Heating of homes: France to the test of energy sobriety

the essential
The drop in temperatures these days will put the French to the test: how to heat well without increasing the heating bill… while adopting the energy sobriety required by the government? A real puzzle, especially for all those who live in an unbearable situation of energy poverty.

The drop in temperatures these days will put the French to the test, who will have to face a double challenge: adequately heat their homes without increasing the heating bill given the galloping inflation of energy prices… all while adopting sobriety required by the government – ​​limiting heating to 19°C. In other words, a real headache, especially for all those who live in an unbearable situation of energy poverty.

The coldest winter of 2022-2023 for 5 years?
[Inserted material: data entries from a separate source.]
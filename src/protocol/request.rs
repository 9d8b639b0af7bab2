//! Request parsing
//!
//! Turns a received message into the integer argument for the numeric engine.

use crate::error::ValidationError;

/// Parse a request as a signed 32-bit decimal integer
///
/// Text that is not a (64-bit) decimal integer is `NotInteger`; an integer
/// outside the `i32` range is `OutOfRange` and carries the parsed value.
pub fn parse_request(text: &str) -> Result<i32, ValidationError> {
    let wide: i64 = text
        .parse()
        .map_err(|_| ValidationError::NotInteger(text.to_string()))?;

    i32::try_from(wide).map_err(|_| ValidationError::OutOfRange(wide))
}
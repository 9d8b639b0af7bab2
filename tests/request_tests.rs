//! Request Tests
//!
//! Tests for request validation and response formatting.

use tabwire::compute::cube_root;
use tabwire::error::ValidationError;
use tabwire::protocol::{format_cube_root, parse_request};

// =============================================================================
// Validation Tests
// =============================================================================

#[test]
fn test_parse_valid_integer() {
    assert_eq!(parse_request("42"), Ok(42));
    assert_eq!(parse_request("-8"), Ok(-8));
    assert_eq!(parse_request("0"), Ok(0));
}

#[test]
fn test_parse_i32_bounds() {
    assert_eq!(parse_request("2147483647"), Ok(i32::MAX));
    assert_eq!(parse_request("-2147483648"), Ok(i32::MIN));
}

#[test]
fn test_parse_not_integer() {
    let err = parse_request("abc").unwrap_err();
    assert_eq!(err, ValidationError::NotInteger("abc".to_string()));
    assert_eq!(err.to_string(), "\"abc\" is not integer");
}

#[test]
fn test_parse_empty_and_whitespace() {
    assert!(matches!(parse_request(""), Err(ValidationError::NotInteger(_))));
    assert!(matches!(parse_request(" 1"), Err(ValidationError::NotInteger(_))));
    assert!(matches!(parse_request("1.5"), Err(ValidationError::NotInteger(_))));
}

#[test]
fn test_parse_out_of_range() {
    let err = parse_request("99999999999").unwrap_err();
    assert_eq!(err, ValidationError::OutOfRange(99_999_999_999));
    assert_eq!(err.to_string(), "99999999999 is not 32-bit integer");

    assert_eq!(
        parse_request("2147483648"),
        Err(ValidationError::OutOfRange(2_147_483_648))
    );
    assert_eq!(
        parse_request("-2147483649"),
        Err(ValidationError::OutOfRange(-2_147_483_649))
    );
}

#[test]
fn test_parse_beyond_i64_is_not_integer() {
    let err = parse_request("99999999999999999999").unwrap_err();
    assert!(matches!(err, ValidationError::NotInteger(_)));
}

// =============================================================================
// Response Formatting Tests
// =============================================================================

#[test]
fn test_format_positive_cube() {
    let text = format_cube_root(8, cube_root(8));
    assert_eq!(text, "The cube root of 8 is 2.000000.");
}

#[test]
fn test_format_negative_cube() {
    let text = format_cube_root(-8, cube_root(-8));
    assert_eq!(text, "The cube root of -8 is -2.000000.");
}

#[test]
fn test_format_non_perfect_cube() {
    let text = format_cube_root(2, cube_root(2));
    assert_eq!(text, "The cube root of 2 is 1.259921.");
}
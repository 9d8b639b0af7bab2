//! tabwire Demo Binary
//!
//! Runs the server and one client in a single process, then shuts the
//! server down.

use std::thread;
use std::time::Duration;

use clap::Parser;
use tabwire::{Client, Config, Server};
use tracing_subscriber::{fmt, EnvFilter};

/// tabwire Demo
#[derive(Parser, Debug)]
#[command(name = "tabwire-demo")]
#[command(about = "Start a server, run one client against it, and stop")]
#[command(version)]
struct Args {
    /// Address to serve and dial
    #[arg(short, long, default_value = "127.0.0.1:8001")]
    addr: String,

    /// Number of requests the client sends
    #[arg(short = 'n', long, default_value = "5")]
    count: usize,

    /// Client write deadline in milliseconds (0 = none)
    #[arg(long, default_value = "5")]
    write_timeout_ms: u64,

    /// Delay between starting the server and dialing it, in milliseconds
    #[arg(long, default_value = "500")]
    startup_delay_ms: u64,
}

fn main() {
    let filter = EnvFilter::try_from_default_env()
        .unwrap_or_else(|_| EnvFilter::new("info,tabwire=debug"));

    fmt()
        .with_env_filter(filter)
        .with_target(true)
        .with_thread_ids(true)
        .init();

    let args = Args::parse();

    let config = Config::builder()
        .addr(&args.addr)
        .request_count(args.count)
        .write_timeout_ms(args.write_timeout_ms)
        .build();

    let server = match Server::bind(config.clone()) {
        Ok(s) => s,
        Err(e) => {
            tracing::error!("Listen error: {}", e);
            std::process::exit(1);
        }
    };
    let handle = server.handle();

    let server_thread = thread::spawn(move || server.run());

    thread::sleep(Duration::from_millis(args.startup_delay_ms));

    match Client::connect(1, &config) {
        Ok(mut client) => {
            client.run();
        }
        Err(e) => tracing::error!("Dial error: {}", e),
    }

    handle.shutdown();
    match server_thread.join() {
        Ok(Ok(())) => {}
        Ok(Err(e)) => {
            tracing::error!("Server error: {}", e);
            std::process::exit(1);
        }
        Err(_) => {
            tracing::error!("Server thread panicked");
            std::process::exit(1);
        }
    }
}
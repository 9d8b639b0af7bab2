//! tabwire Server Binary
//!
//! Starts the cube-root TCP server.

use clap::Parser;
use tabwire::{Config, Server};
use tracing_subscriber::{fmt, EnvFilter};

/// tabwire Server
#[derive(Parser, Debug)]
#[command(name = "tabwire-server")]
#[command(about = "Delimiter-framed cube-root TCP server")]
#[command(version)]
struct Args {
    /// Listen address (host:port)
    #[arg(short, long, default_value = "127.0.0.1:8001")]
    listen: String,

    /// Per-connection read timeout in milliseconds (0 = none)
    #[arg(short, long, default_value = "10000")]
    read_timeout_ms: u64,

    /// Maximum concurrent connections
    #[arg(short, long, default_value = "1024")]
    max_connections: usize,

    /// Frame delimiter as a decimal byte value (9 = tab)
    #[arg(short, long, default_value = "9")]
    delimiter: u8,
}

fn main() {
    // Initialize tracing/logging
    let filter = EnvFilter::try_from_default_env()
        .unwrap_or_else(|_| EnvFilter::new("info,tabwire=debug"));

    fmt()
        .with_env_filter(filter)
        .with_target(true)
        .with_thread_ids(true)
        .init();

    let args = Args::parse();

    tracing::info!("tabwire server v{}", tabwire::VERSION);
    tracing::info!("Listen address: {}", args.listen);

    let config = Config::builder()
        .addr(&args.listen)
        .read_timeout_ms(args.read_timeout_ms)
        .max_connections(args.max_connections)
        .delimiter(args.delimiter)
        .build();

    let server = match Server::bind(config) {
        Ok(s) => s,
        Err(e) => {
            tracing::error!("Listen error: {}", e);
            std::process::exit(1);
        }
    };

    let handle = server.handle();
    if let Err(e) = ctrlc::set_handler(move || {
        tracing::info!("Received Ctrl+C, initiating shutdown...");
        handle.shutdown();
    }) {
        tracing::warn!("Failed to install Ctrl+C handler: {}", e);
    }

    if let Err(e) = server.run() {
        tracing::error!("Server error: {}", e);
        std::process::exit(1);
    }
}
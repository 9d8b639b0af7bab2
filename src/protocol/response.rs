//! Response formatting

/// Format a computed cube root the way the server replies
///
/// The value always carries six fractional digits, e.g.
/// `The cube root of 8 is 2.000000.`
pub fn format_cube_root(n: i32, value: f64) -> String {
    format!("The cube root of {} is {:.6}.", n, value)
}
Because the very mild temperatures we have experienced since September are really behind us. At the end of October, forecasters from MétéoFrance estimated that “the most likely scenario for the quarter November – December 2022 – January 2023 is the prevalence of anticyclonic conditions, with calm and dry weather, on the European continent. The perturbations will tend to be projected further north into Europe or south-west into the Mediterranean”. This would not prevent the winter of 2022-2023 from being the coldest winter in the last five years in France according to MétéoConsult. “With an expected temperature anomaly of 0 to +0.5°C, which is close enough to normal throughout the winter, France could therefore experience the coldest winter since 2017, the last one characterized by warm anomalies very marked (+2°C in 2018-2019, +2.7°C for winter 2019-2020, +1.2°C in 2020-2021 and in 2021-2022). »

These half-fig, half-grape forecasts are leading the French to prepare for the coming winter weeks by playing on multiple levers to limit the cost of the heating bill: adopting the right gestures, using software tools and materials to optimize their devices and finally considering projects heavier between insulation and change of heating mode.

government aid

Although it is sometimes too late to initiate these major changes, French households can already count on the help provided by the government: the tariff shield which protects households from rising gas and electricity prices by limiting it to 15% on 1um January 2023, obtaining a special combustible energy allowance of 200 euros, a measure adopted as part of the amending finance law for 2022. The government recalls that it is also possible to benefit from a bonus of up to 65 euros per household for installing a timer on the boiler existing, through the Energy Saving Certificates (TEE) programme. A “sobriety bonus”, already offered by some alternative energy suppliers, should be extended with, for example, discounts on gas and electricity bills for households that reduce their energy consumption.

But reducing consumption is only possible in an ideal environment. However, millions of French people are in a situation of energy poverty.

20% of French people in energy poverty before the crisis

According to the latest data from the National Observatory on Energy Poverty, published in September, 20% of French people said they suffered from the cold during the winter of 2020-2021, 36% indicated that it was for financial reasons. 60% of French people said they have limited heating at home so as not to have too high bills. According to the Energy Ombudsman, the number of households who report having suffered from the cold for at least 24 hours in their home rose from 14% in 2020 to 20% in 2021…

With the explosion in energy prices this year, the concern is therefore justified among the associations, which participate this Thursday in the 2And edition of the “Day against energy poverty. »

“With the increase in precariousness, the poor thermal quality of millions of homes and the increase in energy and rent costs, we see that more and more families do not have the means or are unable to adequately heat their homes”, estimate the associations, which indicate that 5.6 million households are in energy poverty in France, including 2.3 million low-income households, or a total of 20.4% of households.